*** Opening of Data for this task ***
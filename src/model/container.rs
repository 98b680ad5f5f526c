//! Container entities: modules, interfaces, messages, services and enums.

use std::fmt;

use indexmap::IndexMap;
use indexmap::map::Entry;
use smol_str::SmolStr;

use super::{Attribute, EntityInfo, Function};

/// The construct that opened a container.
#[derive(Clone, Copy, Debug, PartialEq, Eq, Hash)]
#[cfg_attr(feature = "serde", derive(serde::Serialize, serde::Deserialize))]
pub enum ContainerKind {
    Module,
    Interface,
    Struct,
    Exception,
    Enum,
    Message,
    Service,
    OneOf,
}

impl ContainerKind {
    /// The definition-language keyword for this kind.
    pub fn keyword(self) -> &'static str {
        match self {
            Self::Module => "module",
            Self::Interface => "interface",
            Self::Struct => "struct",
            Self::Exception => "exception",
            Self::Enum => "enum",
            Self::Message => "message",
            Self::Service => "service",
            Self::OneOf => "oneof",
        }
    }
}

impl fmt::Display for ContainerKind {
    fn fmt(&self, f: &mut fmt::Formatter<'_>) -> fmt::Result {
        f.write_str(self.keyword())
    }
}

/// An entity that owns methods, attributes, globals and nested containers.
///
/// Enums are containers too; their member lists are not collected, so their
/// maps stay empty.
#[derive(Clone, Debug, PartialEq)]
#[cfg_attr(feature = "serde", derive(serde::Serialize, serde::Deserialize))]
pub struct Container {
    pub info: EntityInfo,
    pub kind: ContainerKind,
    /// Inherited names, in declaration order.
    pub supers: Vec<SmolStr>,
    pub methods: IndexMap<SmolStr, Function>,
    pub attributes: IndexMap<SmolStr, Attribute>,
    pub classes: IndexMap<SmolStr, Container>,
    /// Module-scoped constants; only module containers fill this.
    pub globals: IndexMap<SmolStr, Attribute>,
}

impl Container {
    pub fn new(kind: ContainerKind, info: EntityInfo) -> Self {
        Self {
            info,
            kind,
            supers: Vec::new(),
            methods: IndexMap::new(),
            attributes: IndexMap::new(),
            classes: IndexMap::new(),
            globals: IndexMap::new(),
        }
    }

    pub fn with_supers(mut self, supers: Vec<SmolStr>) -> Self {
        self.supers = supers;
        self
    }

    pub fn name(&self) -> &str {
        &self.info.name
    }

    pub fn is_enum(&self) -> bool {
        self.kind == ContainerKind::Enum
    }

    /// Add a method, replacing any method of the same name.
    pub fn add_method(&mut self, name: impl Into<SmolStr>, function: Function) {
        self.methods.insert(name.into(), function);
    }

    pub fn method(&self, name: &str) -> Option<&Function> {
        self.methods.get(name)
    }

    /// Add an attribute; a repeated name records another line on the
    /// existing attribute instead.
    pub fn add_attribute(&mut self, attribute: Attribute) {
        merge_into(&mut self.attributes, attribute);
    }

    pub fn attribute(&self, name: &str) -> Option<&Attribute> {
        self.attributes.get(name)
    }

    /// Add a module-scoped global, merging repeated names like attributes.
    pub fn add_global(&mut self, attribute: Attribute) {
        merge_into(&mut self.globals, attribute);
    }

    pub fn global(&self, name: &str) -> Option<&Attribute> {
        self.globals.get(name)
    }

    /// Add a nested container, replacing any container of the same name.
    pub fn add_class(&mut self, name: impl Into<SmolStr>, container: Container) {
        self.classes.insert(name.into(), container);
    }

    pub fn class(&self, name: &str) -> Option<&Container> {
        self.classes.get(name)
    }
}

fn merge_into(map: &mut IndexMap<SmolStr, Attribute>, attribute: Attribute) {
    match map.entry(attribute.info.name.clone()) {
        Entry::Occupied(entry) => entry.into_mut().add_assignment(attribute.info.start_line),
        Entry::Vacant(entry) => {
            entry.insert(attribute);
        }
    }
}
*** Close of Data for this task ***
How to complete this task:
Please go through the data above and copy each line that has the word "EntityInfo".

Exercise output:
use super::{Attribute, EntityInfo, Function};
    pub info: EntityInfo,
    pub fn new(kind: ContainerKind, info: EntityInfo) -> Self {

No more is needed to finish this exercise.